She began to dream of her father now, about his heart. She and Linda decided to go home. When they arrived, her father was in bed. He'd had a heart attack.
She stayed in Pitman only briefly, then moved back to New York, into the Chelsea Hotel with Mapplethorpe. She was trying to write a requiem for Brian Jones. 'That's when my life really blew apart. In a cool way." In the lobby of the Chelsea, she met Bobby Neuwirth, who had played Guildenstern to Bob Dylan's Rosencrantz throughout he middle Sixties. As Patti tells it, Neuwirth accosted her and asked where she had learned to walk. She replied, "From Don't Look Back," the Dylan movie in which Neuwirth was a principal, and the friendship was formed.
"He didn't really understand the whole Brian Jones thing," Patti explains. "But the thing was, he recognized something within the pieces something that I didn't see. I didn't know what I was doing. I wasn't trying to create art to change the world, I was trying to rid myself of my guilt, my mania about it, my obsession." Neuwirth protected her, telling friends she wasn't a groupie, demanding they keep their hands off.
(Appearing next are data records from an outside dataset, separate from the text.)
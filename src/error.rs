//
// Copyright (c) 2024 Oracle and/or its affiliates. All rights reserved.
//
// Licensed under the Universal Permissive License v 1.0 as shown at
//  https://oss.oracle.com/licenses/upl/
//
use num_enum::TryFromPrimitive;

include!(concat!(env!("OUT_DIR"), "/ua.rs"));

pub(crate) fn driver_version() -> &'static str {
    DRIVER_VERSION
}

pub(crate) fn user_agent() -> &'static str {
    USER_AGENT
}

/// Error type returned by every fallible operation in this library.
///
/// `code` classifies the failure from the client's point of view. For errors that
/// originate in a server response, `error_num` carries the server error number
/// (see [`ErrorNum`]) and `status` the HTTP status code; both are zero otherwise.
#[derive(Debug, Clone)]
pub struct DriverError {
    pub code: DriverErrorCode,
    pub message: String,
    pub error_num: i32,
    pub status: u16,
}

impl std::error::Error for DriverError {
    fn source(&self) -> Option<&(dyn std::error::Error + 'static)> {
        None
    }
}

impl std::fmt::Display for DriverError {
    fn fmt(&self, f: &mut std::fmt::Formatter) -> std::fmt::Result {
        if self.error_num != 0 {
            return write!(
                f,
                "code={:?} errorNum={} message=\"{}\"",
                self.code, self.error_num, self.message
            );
        }
        write!(f, "code={:?} message=\"{}\"", self.code, self.message)
    }
}

impl DriverError {
    pub fn new(code: DriverErrorCode, msg: &str) -> DriverError {
        DriverError {
            code,
            message: msg.to_string(),
            error_num: 0,
            status: 0,
        }
    }

    /// Create an error from a server error response.
    ///
    /// The client-side code is derived from the server error number: missing
    /// documents map to [`DriverErrorCode::NotFound`], revision and unique key
    /// clashes to [`DriverErrorCode::Conflict`], everything else to
    /// [`DriverErrorCode::ServerError`].
    pub fn from_server(status: u16, error_num: i32, msg: &str) -> DriverError {
        let code = match ErrorNum::try_from(error_num) {
            Ok(ErrorNum::DocumentNotFound)
            | Ok(ErrorNum::DataSourceNotFound)
            | Ok(ErrorNum::CursorNotFound) => DriverErrorCode::NotFound,
            Ok(ErrorNum::Conflict) | Ok(ErrorNum::UniqueConstraintViolated) => {
                DriverErrorCode::Conflict
            }
            _ => {
                if status == 404 {
                    DriverErrorCode::NotFound
                } else {
                    DriverErrorCode::ServerError
                }
            }
        };
        DriverError {
            code,
            message: msg.to_string(),
            error_num,
            status,
        }
    }

    /// The sentinel returned by every stream once it has been fully consumed.
    pub(crate) fn no_more_documents() -> DriverError {
        DriverError::new(DriverErrorCode::NoMoreDocuments, "no more documents")
    }

    /// True if this is the exhaustion sentinel rather than a real failure.
    pub fn is_no_more_documents(&self) -> bool {
        self.code == DriverErrorCode::NoMoreDocuments
    }

    /// True if the server reported that the addressed document, collection or
    /// cursor does not exist.
    pub fn is_not_found(&self) -> bool {
        if self.code == DriverErrorCode::NotFound {
            return true;
        }
        self.error_num == ErrorNum::DocumentNotFound as i32
    }

    /// True if the server rejected the operation because of a revision or
    /// unique-key conflict.
    pub fn is_conflict(&self) -> bool {
        if self.code == DriverErrorCode::Conflict {
            return true;
        }
        self.error_num == ErrorNum::Conflict as i32
            || self.error_num == ErrorNum::UniqueConstraintViolated as i32
    }

    /// True if the request never produced a usable response: it could not be
    /// sent, timed out, or was abandoned mid-flight.
    pub fn is_transport(&self) -> bool {
        matches!(
            self.code,
            DriverErrorCode::TransportFailure
                | DriverErrorCode::RequestTimeout
                | DriverErrorCode::RequestCanceled
        )
    }
}

macro_rules! ia_error {
    ($($t:tt)*) => {{
        let m = format!($($t)*);
        DriverError {
            code: crate::error::DriverErrorCode::IllegalArgument,
            message: format!("{} ({})", m, crate::error::driver_version()),
            error_num: 0,
            status: 0,
        }
    }};
}

pub(crate) use ia_error;

macro_rules! ia_err {
    ($($t:tt)*) => {{
        let m = format!($($t)*);
        Err(DriverError {
            code: crate::error::DriverErrorCode::IllegalArgument,
            message: format!("{} ({})", m, crate::error::driver_version()),
            error_num: 0,
            status: 0,
        })
    }};
}

pub(crate) use ia_err;

macro_rules! malformed_err {
    ($($t:tt)*) => {{
        let m = format!($($t)*);
        Err(DriverError {
            code: crate::error::DriverErrorCode::MalformedResponse,
            message: format!("{} ({})", m, crate::error::driver_version()),
            error_num: 0,
            status: 0,
        })
    }};
}

pub(crate) use malformed_err;

impl From<reqwest::Error> for DriverError {
    fn from(e: reqwest::Error) -> Self {
        let mut code = DriverErrorCode::TransportFailure;
        if e.is_timeout() {
            code = DriverErrorCode::RequestTimeout;
        } else if e.is_decode() {
            code = DriverErrorCode::MalformedResponse;
        }
        DriverError {
            code: code,
            message: format!(
                "reqwest error: {} ({})",
                e.to_string(),
                crate::error::driver_version()
            ),
            error_num: 0,
            status: 0,
        }
    }
}

impl From<reqwest::header::InvalidHeaderValue> for DriverError {
    fn from(e: reqwest::header::InvalidHeaderValue) -> Self {
        ia_error!("invalid header value: {}", e.to_string())
    }
}

impl From<url::ParseError> for DriverError {
    fn from(e: url::ParseError) -> Self {
        ia_error!("error parsing url: {}", e.to_string())
    }
}

impl From<ini::Error> for DriverError {
    fn from(e: ini::Error) -> Self {
        ia_error!("error reading config file: {}", e.to_string())
    }
}

impl From<serde_json::Error> for DriverError {
    fn from(e: serde_json::Error) -> Self {
        DriverError {
            code: DriverErrorCode::MalformedResponse,
            message: format!(
                "error decoding response: {} ({})",
                e.to_string(),
                crate::error::driver_version()
            ),
            error_num: 0,
            status: 0,
        }
    }
}

/// Client-side classification of a [`DriverError`].
#[derive(Debug, Clone, Copy, Eq, PartialEq, TryFromPrimitive)]
#[repr(i32)]
pub enum DriverErrorCode {
    /// IllegalArgument error represents the application provided an illegal
    /// argument for the operation, such as an empty document key, a malformed
    /// optimizer rule or an unusable configuration value.
    IllegalArgument = 1,

    /// TransportFailure error represents a request that could not be sent, or
    /// for which no response was received. The core never retries these.
    TransportFailure = 2,

    /// RequestTimeout error represents a request whose deadline elapsed while
    /// waiting for the server.
    RequestTimeout = 3,

    /// RequestCanceled error represents a cursor fetch that was abandoned
    /// before its response was installed.
    RequestCanceled = 4,

    /// MalformedResponse error represents a response that was received but
    /// could not be decoded into the expected shape.
    MalformedResponse = 5,

    /// ItemFailure error represents a per-document failure reported inside an
    /// otherwise successful bulk response.
    ItemFailure = 6,

    /// NoMoreDocuments is the exhaustion sentinel: the stream has been fully
    /// consumed. It is not a failure.
    NoMoreDocuments = 7,

    /// InvalidShardIdentifier error represents a query restricted to a shard
    /// that the collection does not have.
    InvalidShardIdentifier = 8,

    /// NotFound error represents a whole request addressing a document,
    /// collection or cursor that does not exist.
    NotFound = 20,

    /// Conflict error represents a whole request rejected because of a
    /// revision mismatch or unique constraint violation.
    Conflict = 21,

    /// ServerError represents any other error response from the server.
    /// `DriverError::error_num` holds the server's error number.
    ServerError = 100,
}

/// Server error numbers this library interprets.
///
/// Error numbers not listed here are still preserved in
/// [`DriverError::error_num`] and [`ItemError::error_num`](crate::types::ItemError).
#[derive(Debug, Clone, Copy, Eq, PartialEq, TryFromPrimitive)]
#[repr(i32)]
pub enum ErrorNum {
    /// Internal server error.
    Internal = 4,

    /// Bad request parameter.
    BadParameter = 10,

    /// Write-write conflict or revision mismatch.
    Conflict = 1200,

    /// The addressed document does not exist.
    DocumentNotFound = 1202,

    /// The addressed collection, view or shard does not exist.
    DataSourceNotFound = 1203,

    /// The document key is invalid.
    DocumentKeyBad = 1221,

    /// Unique constraint violated.
    UniqueConstraintViolated = 1210,

    /// Query string could not be parsed.
    QueryParse = 1501,

    /// Query was killed or timed out on the server.
    QueryKilled = 1500,

    /// The addressed cursor does not exist or has expired.
    CursorNotFound = 1600,

    /// A shard that the request depends on is gone.
    ClusterShardGone = 1467,
}
//
// Copyright (c) 2024, 2025 Oracle and/or its affiliates. All rights reserved.
//
// Licensed under the Universal Permissive License v 1.0 as shown at
//  https://oss.oracle.com/licenses/upl/
//
//! The gateway that carries one logical request to the server and brings back
//! its raw response.
//!
//! The driver talks to the server only through the [`Transport`] trait. The
//! default implementation is an http client built on [`reqwest`]; applications
//! (and tests) may supply their own with [`HandleBuilder::transport()`](crate::HandleBuilder::transport()).

use async_trait::async_trait;
use base64::prelude::{Engine as _, BASE64_STANDARD};
use bytes::Bytes;
use derive_builder::Builder;
use reqwest::header::{HeaderMap, HeaderName, HeaderValue};
use reqwest::Method;
use std::fmt::Debug;
use std::result::Result;
use std::sync::atomic::{AtomicUsize, Ordering};
use std::time::Duration;
use tracing::trace;
use url::Url;

use crate::error::{ia_error, user_agent, DriverError};

/// One logical request, as handed to a [`Transport`].
///
/// `path` is absolute on the server (it already includes the `/_db/{name}`
/// database prefix). `timeout` is the deadline for this single call.
#[derive(Debug, Clone, Builder)]
#[builder(pattern = "owned", build_fn(error = "DriverError"))]
pub struct Request {
    #[builder(setter(into))]
    pub(crate) method: Method,
    #[builder(setter(into))]
    pub(crate) path: String,
    #[builder(default)]
    pub(crate) query: Vec<(String, String)>,
    #[builder(default)]
    pub(crate) headers: Vec<(String, String)>,
    #[builder(setter(into, strip_option), default)]
    pub(crate) body: Option<Bytes>,
    #[builder(default)]
    pub(crate) timeout: Duration,
}

impl From<derive_builder::UninitializedFieldError> for DriverError {
    fn from(e: derive_builder::UninitializedFieldError) -> Self {
        ia_error!("incomplete request: {}", e.to_string())
    }
}

impl RequestBuilder {
    /// Append a query parameter.
    pub fn param(mut self, name: &str, value: impl ToString) -> Self {
        self.query
            .get_or_insert_with(Vec::new)
            .push((name.to_string(), value.to_string()));
        self
    }

    /// Append a query parameter only if `value` is `Some`.
    pub fn param_opt<T: ToString>(self, name: &str, value: Option<T>) -> Self {
        match value {
            Some(v) => self.param(name, v),
            None => self,
        }
    }

    /// Append a request header.
    pub fn header(mut self, name: &str, value: &str) -> Self {
        self.headers
            .get_or_insert_with(Vec::new)
            .push((name.to_string(), value.to_string()));
        self
    }
}

impl Request {
    pub fn method(&self) -> &Method {
        &self.method
    }
    pub fn path(&self) -> &str {
        &self.path
    }
    pub fn query(&self) -> &[(String, String)] {
        &self.query
    }
    /// Get the value of a query parameter, if set.
    pub fn param(&self, name: &str) -> Option<&str> {
        self.query
            .iter()
            .find(|(k, _)| k == name)
            .map(|(_, v)| v.as_str())
    }
    pub fn headers(&self) -> &[(String, String)] {
        &self.headers
    }
    pub fn body(&self) -> Option<&Bytes> {
        self.body.as_ref()
    }
    pub fn timeout(&self) -> Duration {
        self.timeout
    }
}

/// The raw, undecoded answer to a [`Request`].
#[derive(Debug, Clone, Default)]
pub struct RawResponse {
    pub(crate) status: u16,
    pub(crate) body: Bytes,
}

impl RawResponse {
    pub fn new(status: u16, body: impl Into<Bytes>) -> RawResponse {
        RawResponse {
            status,
            body: body.into(),
        }
    }
    pub fn status(&self) -> u16 {
        self.status
    }
    pub fn body(&self) -> &Bytes {
        &self.body
    }
    pub fn is_success(&self) -> bool {
        (200..300).contains(&self.status)
    }
}

/// Trait defining the transport gateway.
///
/// An implementation executes exactly one request per call and never retries
/// on its own behalf: a failed call is reported as a [`DriverError`] with code
/// [`TransportFailure`](crate::DriverErrorCode::TransportFailure) or
/// [`RequestTimeout`](crate::DriverErrorCode::RequestTimeout). Non-2xx
/// responses are *not* errors at this level; they are returned as-is and
/// interpreted by the caller.
#[async_trait]
pub trait Transport: Send + Sync + Debug {
    async fn execute(&self, req: &Request) -> Result<RawResponse, DriverError>;
}

#[derive(Debug, Clone, Default, PartialEq)]
pub(crate) enum Credentials {
    #[default]
    None,
    Basic {
        username: String,
        password: String,
    },
    Jwt(String),
}

impl Credentials {
    fn authorization(&self) -> Option<String> {
        match self {
            Credentials::None => None,
            Credentials::Basic { username, password } => {
                let up = format!("{}:{}", username, password);
                Some(format!("Basic {}", BASE64_STANDARD.encode(up)))
            }
            Credentials::Jwt(token) => Some(format!("bearer {}", token)),
        }
    }
}

/// The default [`Transport`]: http(s) via a shared [`reqwest::Client`].
#[derive(Debug)]
pub(crate) struct HttpTransport {
    client: reqwest::Client,
    endpoint: Url,
    credentials: Credentials,
    request_id: AtomicUsize,
}

impl HttpTransport {
    pub(crate) fn new(
        client: reqwest::Client,
        endpoint: &str,
        credentials: Credentials,
    ) -> Result<HttpTransport, DriverError> {
        let endpoint = Url::parse(endpoint)?;
        if endpoint.cannot_be_a_base() {
            return Err(ia_error!("endpoint '{}' is not a base url", endpoint));
        }
        Ok(HttpTransport {
            client,
            endpoint,
            credentials,
            request_id: AtomicUsize::new(1),
        })
    }

    fn url_for(&self, path: &str) -> Url {
        let mut url = self.endpoint.clone();
        let base = self.endpoint.path().trim_end_matches('/');
        url.set_path(&format!("{}{}", base, path));
        url
    }
}

#[async_trait]
impl Transport for HttpTransport {
    async fn execute(&self, req: &Request) -> Result<RawResponse, DriverError> {
        let request_id = self.request_id.fetch_add(1, Ordering::Relaxed);
        let mut headers = HeaderMap::new();
        headers.insert("x-arango-request-id", HeaderValue::from(request_id));
        headers.insert("Accept", HeaderValue::from_static("application/json"));
        headers.insert("User-Agent", HeaderValue::from_str(user_agent())?);
        if let Some(auth) = self.credentials.authorization() {
            headers.insert("Authorization", HeaderValue::from_str(&auth)?);
        }
        if req.body.is_some() {
            headers.insert("Content-Type", HeaderValue::from_static("application/json"));
        }
        for (k, v) in &req.headers {
            let name = HeaderName::from_bytes(k.as_bytes())
                .map_err(|e| ia_error!("invalid header name '{}': {}", k, e.to_string()))?;
            headers.insert(name, HeaderValue::from_str(v)?);
        }

        let url = self.url_for(&req.path);
        trace!("request {}: {} {}", request_id, req.method, url);
        let mut rb = self
            .client
            .request(req.method.clone(), url)
            .query(&req.query)
            .headers(headers);
        if !req.timeout.is_zero() {
            rb = rb.timeout(req.timeout);
        }
        if let Some(body) = &req.body {
            rb = rb.body(body.clone());
        }
        let resp = rb.send().await?;
        let status = resp.status().as_u16();
        let body = resp.bytes().await?;
        trace!(
            "response {}: status={} len={}",
            request_id,
            status,
            body.len()
        );
        Ok(RawResponse { status, body })
    }
}

#[cfg(test)]
mod test {
    use super::*;

    #[test]
    fn test_authorization_header() {
        assert_eq!(Credentials::None.authorization(), None);
        let basic = Credentials::Basic {
            username: "root".to_string(),
            password: "openSesame".to_string(),
        };
        assert_eq!(
            basic.authorization().as_deref(),
            Some("Basic cm9vdDpvcGVuU2VzYW1l")
        );
        let jwt = Credentials::Jwt("abc.def.ghi".to_string());
        assert_eq!(jwt.authorization().as_deref(), Some("bearer abc.def.ghi"));
    }

    #[test]
    fn test_url_for() {
        let t = HttpTransport::new(
            reqwest::Client::new(),
            "http://localhost:8529/proxy/",
            Credentials::None,
        )
        .unwrap();
        assert_eq!(
            t.url_for("/_db/_system/_api/cursor").as_str(),
            "http://localhost:8529/proxy/_db/_system/_api/cursor"
        );
        assert!(HttpTransport::new(reqwest::Client::new(), "mailto:x@y", Credentials::None).is_err());
    }

    #[test]
    fn test_request_builder() {
        let req = RequestBuilder::default()
            .method(Method::PUT)
            .path("/_db/x/_api/document/c")
            .param("onlyget", true)
            .param_opt("silent", None::<bool>)
            .param_opt("keepNull", Some(false))
            .header("If-Match", "_r1")
            .body(b"[\"a\"]".to_vec())
            .build()
            .unwrap();
        assert_eq!(req.param("onlyget"), Some("true"));
        assert_eq!(req.param("silent"), None);
        assert_eq!(req.param("keepNull"), Some("false"));
        assert_eq!(req.headers().len(), 1);
        assert_eq!(req.body().map(|b| b.len()), Some(5));
        assert!(req.timeout().is_zero());

        let err = RequestBuilder::default().path("/x").build().unwrap_err();
        assert_eq!(err.code, crate::DriverErrorCode::IllegalArgument);
    }
}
It was a heady time to be at the Chelsea. Throughout 1970, select parts of the Andy Warhol crowd were living there, as were William Burroughs, the Jefferson Airplane and Janis Joplin. So was playwright Sam Shepard. "He saw in me some other kinda thing. Sam liked the way I walked. He always inspired me to start fights in bars. He always pushed this other thing in me." Shepard's vision of her must have been perverse -- The Tooth of Crime, the rock play he later wrote, is rather transparently based on Patti, although the protagonist is male. It is a sadistic work, filled with intimations of murder and defeat, set on a stark stage. Shepard, a leading figure just then in the off-Broadway theatre, and Patti cowrote a book of plays, Mad Dog Blues. But she and Sam didn't last.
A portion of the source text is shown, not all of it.